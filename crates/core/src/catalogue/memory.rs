//! Embedded lookup-table catalogue loaded from a YAML export.
//!
//! Wire format:
//!
//! ```yaml
//! entries:
//!   - code: "72166-2"
//!     codeSystem: "2.16.840.1.113883.6.1"
//!     designations:
//!       en: Tobacco smoking status
//!       pt: Status de tabagismo
//! ```
//!
//! Validation is strict: unknown keys, blank codes, duplicate concepts, unusable language
//! tags and empty designations are all rejected with the failing path.

use super::{CatalogueEntry, CatalogueKey, TerminologyCatalogue};
use crate::coded::normalise_code_system;
use crate::{TerminologyError, TerminologyResult};
use async_trait::async_trait;
use ncp_types::{LanguageCode, NonEmptyText};
use serde::Deserialize;
use std::collections::{BTreeMap, HashMap};
use std::path::Path;

/// In-memory catalogue. Lookups never fail and never suspend.
#[derive(Clone, Debug, Default)]
pub struct InMemoryCatalogue {
    entries: HashMap<CatalogueKey, CatalogueEntry>,
}

impl InMemoryCatalogue {
    pub fn new() -> Self {
        Self::default()
    }

    /// Parse a catalogue from YAML text.
    ///
    /// # Errors
    ///
    /// Returns [`TerminologyError::CatalogueFile`] if the YAML does not match the wire schema
    /// or violates a catalogue rule.
    pub fn from_yaml(yaml_text: &str) -> TerminologyResult<Self> {
        let deserializer = serde_yaml::Deserializer::from_str(yaml_text);

        let wire = match serde_path_to_error::deserialize::<_, CatalogueWire>(deserializer) {
            Ok(parsed) => parsed,
            Err(err) => {
                let path = err.path().to_string();
                let source = err.into_inner();
                let path = if path.is_empty() {
                    "<root>"
                } else {
                    path.as_str()
                };
                return Err(TerminologyError::CatalogueFile(format!(
                    "catalogue schema mismatch at {path}: {source}"
                )));
            }
        };

        wire_to_catalogue(wire)
    }

    /// Read and parse a catalogue file.
    ///
    /// # Errors
    ///
    /// Returns [`TerminologyError::FileRead`] if the file cannot be read, otherwise as
    /// [`InMemoryCatalogue::from_yaml`].
    pub fn load(path: &Path) -> TerminologyResult<Self> {
        let text = std::fs::read_to_string(path).map_err(TerminologyError::FileRead)?;
        Self::from_yaml(&text)
    }

    /// Add or replace one designation.
    pub fn insert(
        &mut self,
        code: &str,
        code_system: &str,
        language: LanguageCode,
        display: NonEmptyText,
    ) {
        let key = CatalogueKey::new(code.trim(), normalise_code_system(code_system));
        self.entries
            .entry(key.clone())
            .or_insert_with(|| CatalogueEntry {
                key,
                designations: BTreeMap::new(),
            })
            .designations
            .insert(language, display);
    }

    pub fn len(&self) -> usize {
        self.entries.len()
    }

    pub fn is_empty(&self) -> bool {
        self.entries.is_empty()
    }

    pub fn get(&self, key: &CatalogueKey) -> Option<&CatalogueEntry> {
        self.entries.get(key)
    }
}

#[async_trait]
impl TerminologyCatalogue for InMemoryCatalogue {
    async fn lookup(&self, key: &CatalogueKey) -> TerminologyResult<Option<CatalogueEntry>> {
        Ok(self.entries.get(key).cloned())
    }
}

// ============================================================================
// Wire types (internal)
// ============================================================================

#[derive(Debug, Deserialize)]
#[serde(deny_unknown_fields)]
struct CatalogueWire {
    #[serde(default)]
    pub entries: Vec<CatalogueEntryWire>,
}

#[derive(Debug, Deserialize)]
#[serde(deny_unknown_fields)]
struct CatalogueEntryWire {
    pub code: NonEmptyText,

    #[serde(rename = "codeSystem")]
    pub code_system: NonEmptyText,

    pub designations: BTreeMap<LanguageCode, NonEmptyText>,
}

fn wire_to_catalogue(wire: CatalogueWire) -> TerminologyResult<InMemoryCatalogue> {
    let mut entries = HashMap::with_capacity(wire.entries.len());

    for (index, entry) in wire.entries.into_iter().enumerate() {
        let key = CatalogueKey::new(
            entry.code.as_str(),
            normalise_code_system(entry.code_system.as_str()),
        );

        if entry.designations.is_empty() {
            return Err(TerminologyError::CatalogueFile(format!(
                "entries[{index}] ({}|{}) has no designations",
                key.code_system, key.code
            )));
        }

        if entries.contains_key(&key) {
            return Err(TerminologyError::CatalogueFile(format!(
                "entries[{index}] duplicates {}|{}",
                key.code_system, key.code
            )));
        }

        entries.insert(
            key.clone(),
            CatalogueEntry {
                key,
                designations: entry.designations,
            },
        );
    }

    Ok(InMemoryCatalogue { entries })
}

#[cfg(test)]
mod tests {
    use super::*;
    use crate::constants::LOINC_OID;
    use std::io::Write;

    const SAMPLE: &str = r#"entries:
  - code: "72166-2"
    codeSystem: "2.16.840.1.113883.6.1"
    designations:
      en: Tobacco smoking status
      PT: Status de tabagismo
  - code: "22232009"
    codeSystem: "http://snomed.info/sct"
    designations:
      en: Hospital
"#;

    #[tokio::test]
    async fn parses_and_looks_up_entries() {
        let catalogue = InMemoryCatalogue::from_yaml(SAMPLE).expect("parse catalogue");
        assert_eq!(catalogue.len(), 2);

        let entry = catalogue
            .lookup(&CatalogueKey::new("72166-2", LOINC_OID))
            .await
            .expect("lookup")
            .expect("entry");
        let pt = LanguageCode::parse("pt").expect("language");
        assert_eq!(
            entry.designations.get(&pt).map(NonEmptyText::as_str),
            Some("Status de tabagismo")
        );
    }

    #[tokio::test]
    async fn code_system_uris_are_normalised_on_load() {
        let catalogue = InMemoryCatalogue::from_yaml(SAMPLE).expect("parse catalogue");
        let entry = catalogue
            .lookup(&CatalogueKey::new("22232009", "2.16.840.1.113883.6.96"))
            .await
            .expect("lookup");
        assert!(entry.is_some());
    }

    #[test]
    fn empty_document_is_an_empty_catalogue() {
        let catalogue = InMemoryCatalogue::from_yaml("entries: []\n").expect("parse");
        assert!(catalogue.is_empty());
    }

    #[test]
    fn rejects_unknown_keys() {
        let input = r#"entries:
  - code: "X"
    codeSystem: "Y"
    designations: {en: Thing}
    colour: blue
"#;
        let err = InMemoryCatalogue::from_yaml(input).expect_err("should reject unknown key");
        match err {
            TerminologyError::CatalogueFile(msg) => {
                assert!(msg.contains("colour"));
                assert!(msg.contains("entries[0]"));
            }
            other => panic!("expected CatalogueFile error, got {other:?}"),
        }
    }

    #[test]
    fn rejects_blank_code() {
        let input = r#"entries:
  - code: "  "
    codeSystem: "Y"
    designations: {en: Thing}
"#;
        let err = InMemoryCatalogue::from_yaml(input).expect_err("should reject blank code");
        assert!(matches!(err, TerminologyError::CatalogueFile(msg) if msg.contains("code")));
    }

    #[test]
    fn rejects_bad_language_tag() {
        let input = r#"entries:
  - code: "X"
    codeSystem: "Y"
    designations: {english: Thing}
"#;
        let err = InMemoryCatalogue::from_yaml(input).expect_err("should reject language");
        assert!(
            matches!(err, TerminologyError::CatalogueFile(msg) if msg.contains("designations"))
        );
    }

    #[test]
    fn rejects_empty_designations_and_duplicates() {
        let empty = r#"entries:
  - code: "X"
    codeSystem: "Y"
    designations: {}
"#;
        let err = InMemoryCatalogue::from_yaml(empty).expect_err("should reject");
        assert!(matches!(
            err,
            TerminologyError::CatalogueFile(msg) if msg.contains("no designations")
        ));

        let duplicate = r#"entries:
  - code: "X"
    codeSystem: "urn:oid:1.2.3"
    designations: {en: One}
  - code: "X"
    codeSystem: "1.2.3"
    designations: {en: Two}
"#;
        let err = InMemoryCatalogue::from_yaml(duplicate).expect_err("should reject");
        assert!(matches!(err, TerminologyError::CatalogueFile(msg) if msg.contains("duplicates")));
    }

    #[test]
    fn loads_from_file() {
        let mut file = tempfile::NamedTempFile::new().expect("temp file");
        file.write_all(SAMPLE.as_bytes()).expect("write catalogue");

        let catalogue = InMemoryCatalogue::load(file.path()).expect("load catalogue");
        assert_eq!(catalogue.len(), 2);
    }

    #[test]
    fn load_reports_missing_file() {
        let dir = tempfile::tempdir().expect("temp dir");
        let err = InMemoryCatalogue::load(&dir.path().join("absent.yaml"))
            .expect_err("should fail to read");
        assert!(matches!(err, TerminologyError::FileRead(_)));
    }

    #[test]
    fn insert_merges_designations() {
        let mut catalogue = InMemoryCatalogue::new();
        catalogue.insert(
            "X",
            "urn:oid:1.2.3",
            LanguageCode::parse("en").expect("language"),
            NonEmptyText::new("Thing").expect("text"),
        );
        catalogue.insert(
            "X",
            "1.2.3",
            LanguageCode::parse("fr").expect("language"),
            NonEmptyText::new("Chose").expect("text"),
        );

        assert_eq!(catalogue.len(), 1);
        let entry = catalogue
            .get(&CatalogueKey::new("X", "1.2.3"))
            .expect("entry");
        assert_eq!(entry.designations.len(), 2);
    }
}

-=-=-

-- Your task --
Whenever a line of the data holds the string "should", pick that line out.

-- Task output --
        let err = InMemoryCatalogue::from_yaml(input).expect_err("should reject unknown key");
        let err = InMemoryCatalogue::from_yaml(input).expect_err("should reject blank code");
        let err = InMemoryCatalogue::from_yaml(input).expect_err("should reject language");
        let err = InMemoryCatalogue::from_yaml(empty).expect_err("should reject");
        let err = InMemoryCatalogue::from_yaml(duplicate).expect_err("should reject");
            .expect_err("should fail to read");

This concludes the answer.